Ariza soltó la pistola a un palmo sobre la barra forrada de níquel. La pipa cayó. Chocó. El estruendo, la larga campanada a difunto, paralizó a todos. A todos menos al detective. Mientras la zurda liberaba el arma, lanzó un bofetón con la derecha. Mano abierta. Los cinco dedos muy extendidos. La palma contra la oreja izquierda del desgraciado. Sonó a primer aplauso tras un aria brillante en la función cumbre de la ABAO. Un plaf cuajado. El resultado de la precisión experta de un corpachón de más de 90 kilos; el fino trabajo de un verdadero maestro del sopapo. En el momento de propinar el guantazo, el detective ya sujetaba la muñeca armada de su oponente con la mano siniestra. Cerrada como una garra. Alejó a Karthuma de un empujón, extendió el brazo izquierdo para distanciar lo más posible la punta del cuchillo e impactó, limpiamente, con la frente sobre el tabique nasal del atacante.

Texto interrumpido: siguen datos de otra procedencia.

//! Cache of registry module metadata, keyed by source address.
//!
//! Lookups are network-bound and their results immutable per (source, lookup), so the
//! cache only ever grows; a cached source is skipped by later registry jobs.

use std::{collections::HashMap, sync::RwLock};

use crate::clients::RegistryModuleData;

const POISONED_LOCK: &str = "registry store lock poisoned";

#[derive(Debug, Default)]
pub struct RegistryStore {
	inner: RwLock<HashMap<String, RegistryModuleData>>,
}

impl RegistryStore {
	#[must_use]
	pub fn new() -> Self {
		Self::default()
	}

	#[must_use]
	pub fn exists(&self, source: &str) -> bool {
		self.inner.read().expect(POISONED_LOCK).contains_key(source)
	}

	pub fn add(&self, source: String, data: RegistryModuleData) {
		self.inner.write().expect(POISONED_LOCK).insert(source, data);
	}

	#[must_use]
	pub fn get(&self, source: &str) -> Option<RegistryModuleData> {
		self.inner.read().expect(POISONED_LOCK).get(source).cloned()
	}

	#[must_use]
	pub fn len(&self) -> usize {
		self.inner.read().expect(POISONED_LOCK).len()
	}

	#[must_use]
	pub fn is_empty(&self) -> bool {
		self.len() == 0
	}
}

Cayó fulminado. Ariza sostenía a media altura el brazo de la filosa. Con la mano en alto y tirado en el suelo, el tipo parecía un guiñol descoyuntado. Karthuma le escupió en el rostro antes de regresar a la cocina refunfuñando. El resto permaneció en un silencio tenso. Únicamente Madriles, tras su barba a lo Cafrune, seguía tomando vino peleón, atento a Vaya Semanita, carcajeándose de vez en cuando.

—Esconde el cuchillo y mójale la cabeza -pidió Ariza a Rachid guardándose la pistola.

Cuando el tipo pudo caminar, le acompañó hasta el principio de la calle Bailén.

—Lárgate. Y no vuelvas -le espetó el detective empujándole hacia la estación de RENFE.

—Sé quien eres, maricón. Sé dónde vives. Vendré a sacarte las tripas -amenazaba el golpeado. Lanzaba los improperios más por costumbre que por convicción.

—Qué coño vas a saber. Bastante tienes con aclararte acerca de quién eres tú -respondió el antiguo munipa.

Txetxu Ariza casi deseó que aquel idiota diese la vuelta y le atacara. Era mejor plan que terminar de planchar una docena de camisas. Por mucho que el Athletic se impusiera al Manchester United otra vez.